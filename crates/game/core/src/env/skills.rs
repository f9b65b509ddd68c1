use crate::env::WeaponCategory;
use crate::ledger::{BuffKind, StatusKind};

/// Read-only catalog of weapon passives, weapon arts and class skills.
pub trait SkillOracle: Send + Sync {
    fn weapon_passive(&self, id: &str) -> Option<&WeaponPassiveDefinition>;

    fn weapon_art(&self, category: WeaponCategory) -> Option<&WeaponArtDefinition>;

    fn class_skill(&self, id: &str) -> Option<&ClassSkillDefinition>;
}

/// How a weapon passive engages on a basic attack.
#[derive(Clone, Copy, Debug, Default, PartialEq, Eq, Hash)]
#[cfg_attr(feature = "serde", derive(serde::Serialize, serde::Deserialize))]
#[cfg_attr(feature = "serde", serde(rename_all = "snake_case"))]
pub enum PassiveMode {
    /// Fires with `trigger_rate` and replaces the hit's base damage.
    #[default]
    Trigger,
    /// Applies its riders on every hit.
    Continuous,
}

/// Weapon passive: a probabilistic damage replacement or a continuous on-hit effect.
///
/// # Trigger damage
///
/// ```text
/// physical = atk × atk_multiplier
/// magical  = matk × matk_multiplier
/// ```
#[derive(Clone, Debug, PartialEq)]
#[cfg_attr(feature = "serde", derive(serde::Serialize, serde::Deserialize))]
pub struct WeaponPassiveDefinition {
    pub id: String,
    pub name: String,
    #[cfg_attr(feature = "serde", serde(default))]
    pub mode: PassiveMode,
    #[cfg_attr(feature = "serde", serde(default))]
    pub trigger_rate: f64,
    #[cfg_attr(feature = "serde", serde(default))]
    pub atk_multiplier: f64,
    #[cfg_attr(feature = "serde", serde(default))]
    pub matk_multiplier: f64,
    #[cfg_attr(feature = "serde", serde(default))]
    pub rider: PassiveRider,
}

/// Secondary effects carried by a weapon passive.
#[derive(Clone, Debug, PartialEq)]
#[cfg_attr(feature = "serde", derive(serde::Serialize, serde::Deserialize))]
#[cfg_attr(feature = "serde", serde(default))]
pub struct PassiveRider {
    pub apply_status: Option<StatusKind>,
    pub status_chance: f64,
    pub status_millis: Option<u32>,
    pub def_penetration: f64,
    /// Gauge granted to the player when the hit crits.
    pub atb_on_crit: f64,
    /// Target defense amplifies damage instead of mitigating it.
    pub defense_reverse: bool,
    pub agi_atk_ratio: f64,
    pub heal_int_ratio: f64,
    /// Continuous mode only: magic damage `matk × ratio` added to every hit.
    pub bonus_matk_ratio: f64,
    /// Added to dodge chance while the weapon is equipped.
    pub dodge_bonus: f64,
}

impl Default for PassiveRider {
    fn default() -> Self {
        Self {
            apply_status: None,
            status_chance: 1.0,
            status_millis: None,
            def_penetration: 0.0,
            atb_on_crit: 0.0,
            defense_reverse: false,
            agi_atk_ratio: 0.0,
            heal_int_ratio: 0.0,
            bonus_matk_ratio: 0.0,
            dodge_bonus: 0.0,
        }
    }
}

#[derive(Clone, Debug, PartialEq)]
#[cfg_attr(feature = "serde", derive(serde::Serialize, serde::Deserialize))]
pub struct WeaponArtDefinition {
    pub id: String,
    pub name: String,
    pub category: WeaponCategory,
    pub cooldown_millis: u32,
    pub effect: ArtEffect,
}

/// What a weapon art does when used.
#[derive(Clone, Copy, Debug, PartialEq)]
#[cfg_attr(feature = "serde", derive(serde::Serialize, serde::Deserialize))]
pub enum ArtEffect {
    /// Unmitigated `atk × atk_ratio` strike with an optional status rider.
    Strike {
        atk_ratio: f64,
        status: Option<StatusKind>,
        status_chance: f64,
    },
    /// Shield gain of `matk × matk_ratio`.
    Barrier { matk_ratio: f64 },
    /// Grants a consumable stance buff.
    Stance { buff: BuffKind },
}

/// Class skill. Damage is the sum of the weighted terms, floored:
///
/// ```text
/// damage = atk × atk_ratio + matk × matk_ratio + def × def_ratio
///        + hp_cost × hp_cost_damage_ratio
/// hp_cost = floor(current_hp × hp_cost_ratio)
/// ```
#[derive(Clone, Debug, Default, PartialEq)]
#[cfg_attr(feature = "serde", derive(serde::Serialize, serde::Deserialize))]
#[cfg_attr(feature = "serde", serde(default))]
pub struct ClassSkillDefinition {
    pub id: String,
    pub name: String,
    pub cooldown_millis: Option<u32>,
    pub atk_ratio: f64,
    pub matk_ratio: f64,
    pub def_ratio: f64,
    pub hp_cost_ratio: f64,
    pub hp_cost_damage_ratio: f64,
    /// Applied to the target in order; repeats add stacks.
    pub statuses: Vec<StatusKind>,
    pub show_crit: bool,
    /// Gauge removed from the opponent after the skill resolves.
    pub opponent_gauge_pushback: f64,
}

◆ Requirement:
Using the data above, return every line that contains the string "only".

◆ Result:
/// Read-only catalog of weapon passives, weapon arts and class skills.
    /// Continuous mode only: magic damage `matk × ratio` added to every hit.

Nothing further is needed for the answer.